__EXERCISE BRIEF__
Both the line with "none at all." and the line with "#[derive(Debug, Clone, Copy, PartialEq, Eq, Default)]" in the records below must appear in the output, along with every line between them, exactly and with nothing added.

__SOURCE DATA__
---+---
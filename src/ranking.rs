//! Danger ranking and admin filtering.

use log::{debug, warn};

use crate::{parse_category, parse_danger_level, Category, DangerLevel, ResolvedPath};

/// Wildcard accepted by [`FilterCriteria::parse`], in canonical and display form.
const ALL_VALUES: [&str; 2] = ["all", "전체"];

/// Sort key for a danger level: low=1, medium=2, high=3, unset=0.
pub fn danger_priority(level: Option<DangerLevel>) -> u8 {
    match level {
        Some(DangerLevel::Low) => 1,
        Some(DangerLevel::Medium) => 2,
        Some(DangerLevel::High) => 3,
        None => 0,
    }
}

/// Order paths by ascending danger priority.
///
/// The sort is stable: paths with the same priority keep their input order.
/// Renderers draw in this order, so the most dangerous paths end up on top.
///
/// # Example
/// ```
/// use danger_paths::{DangerLevel, DangerPath, GeoPoint, ResolvedPath, rank_by_danger};
///
/// let p = GeoPoint::new(35.854, 128.486);
/// let make = |id: &str, level| {
///     ResolvedPath::from_path(
///         DangerPath::new(id, p, p).with_coords(vec![p, p]).with_danger_level(level),
///     )
///     .unwrap()
/// };
///
/// let ranked = rank_by_danger(&[make("a", DangerLevel::High), make("b", DangerLevel::Low)]);
/// assert_eq!(ranked[0].id, "b");
/// ```
pub fn rank_by_danger(paths: &[ResolvedPath]) -> Vec<ResolvedPath> {
    let mut ranked = paths.to_vec();
    ranked.sort_by_key(|p| danger_priority(p.danger_level));
    ranked
}

/// Every value of a dimension, exactly one, or none at all.
#[derive(Debug, Clone, Copy, PartialEq, Eq)]
pub enum Selection<T> {
    All,
    Only(T),
    /// An unrecognised filter value; matches no path.
    NoMatch,
}

impl<T> Default for Selection<T> {
    fn default() -> Self {
        Selection::All
    }
}

impl<T: PartialEq> Selection<T> {
    /// `All` matches anything, including unset values. `Only(x)` matches `Some(x)`.
    pub fn matches(&self, value: Option<&T>) -> bool {
        match self {
            Selection::All => true,
            Selection::Only(wanted) => value == Some(wanted),
            Selection::NoMatch => false,
        }
    }
}

/// Category / danger-level filter applied before overlap counting.
#[derive(Debug, Clone, Copy, PartialEq, Eq, Default)]
pub struct FilterCriteria {
    pub category: Selection<Category>,
    pub danger_level: Selection<DangerLevel>,
}

impl FilterCriteria {
    /// Criteria that keep every path.
    pub fn all() -> Self {
        Self::default()
    }

    pub fn with_category(mut self, category: Category) -> Self {
        self.category = Selection::Only(category);
        self
    }

    pub fn with_danger_level(mut self, level: DangerLevel) -> Self {
        self.danger_level = Selection::Only(level);
        self
    }

    /// Build criteria from the raw values an admin form submits.
    ///
    /// Values are trimmed. `"all"` / `"전체"` select every value. A value
    /// that names no category or danger level becomes [`Selection::NoMatch`],
    /// so the filtered set is empty rather than the request failing.
    ///
    /// # Example
    /// ```
    /// use danger_paths::{Category, FilterCriteria, Selection};
    ///
    /// let criteria = FilterCriteria::parse("좁은 길목", "전체");
    /// assert_eq!(criteria.category, Selection::Only(Category::NarrowPassage));
    /// assert_eq!(criteria.danger_level, Selection::All);
    ///
    /// assert_eq!(FilterCriteria::parse("everything", "all").category, Selection::NoMatch);
    /// ```
    pub fn parse(category: &str, danger_level: &str) -> Self {
        Self {
            category: parse_selection(category, parse_category),
            danger_level: parse_selection(danger_level, parse_danger_level),
        }
    }

    /// Check a single path against both dimensions.
    pub fn matches(&self, path: &ResolvedPath) -> bool {
        self.category.matches(path.category.as_ref())
            && self.danger_level.matches(path.danger_level.as_ref())
    }
}

fn parse_selection<T>(raw: &str, parse: fn(&str) -> Option<T>) -> Selection<T> {
    let value = raw.trim();
    if ALL_VALUES.contains(&value) {
        return Selection::All;
    }
    match parse(value) {
        Some(v) => Selection::Only(v),
        None => {
            warn!("[Ranking] Unrecognised filter value {:?}, nothing will match", raw);
            Selection::NoMatch
        }
    }
}

/// Keep the paths matching `criteria`, in input order.
pub fn filter_paths(paths: &[ResolvedPath], criteria: &FilterCriteria) -> Vec<ResolvedPath> {
    let filtered: Vec<ResolvedPath> = paths
        .iter()
        .filter(|p| criteria.matches(p))
        .cloned()
        .collect();

    debug!(
        "[Ranking] Filter {:?} kept {}/{} paths",
        criteria,
        filtered.len(),
        paths.len()
    );

    filtered
}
---+---
__RESULT OF THE TASK__
/// Every value of a dimension, exactly one, or none at all.
#[derive(Debug, Clone, Copy, PartialEq, Eq)]
pub enum Selection<T> {
    All,
    Only(T),
    /// An unrecognised filter value; matches no path.
    NoMatch,
}

impl<T> Default for Selection<T> {
    fn default() -> Self {
        Selection::All
    }
}

impl<T: PartialEq> Selection<T> {
    /// `All` matches anything, including unset values. `Only(x)` matches `Some(x)`.
    pub fn matches(&self, value: Option<&T>) -> bool {
        match self {
            Selection::All => true,
            Selection::Only(wanted) => value == Some(wanted),
            Selection::NoMatch => false,
        }
    }
}

/// Category / danger-level filter applied before overlap counting.
#[derive(Debug, Clone, Copy, PartialEq, Eq, Default)]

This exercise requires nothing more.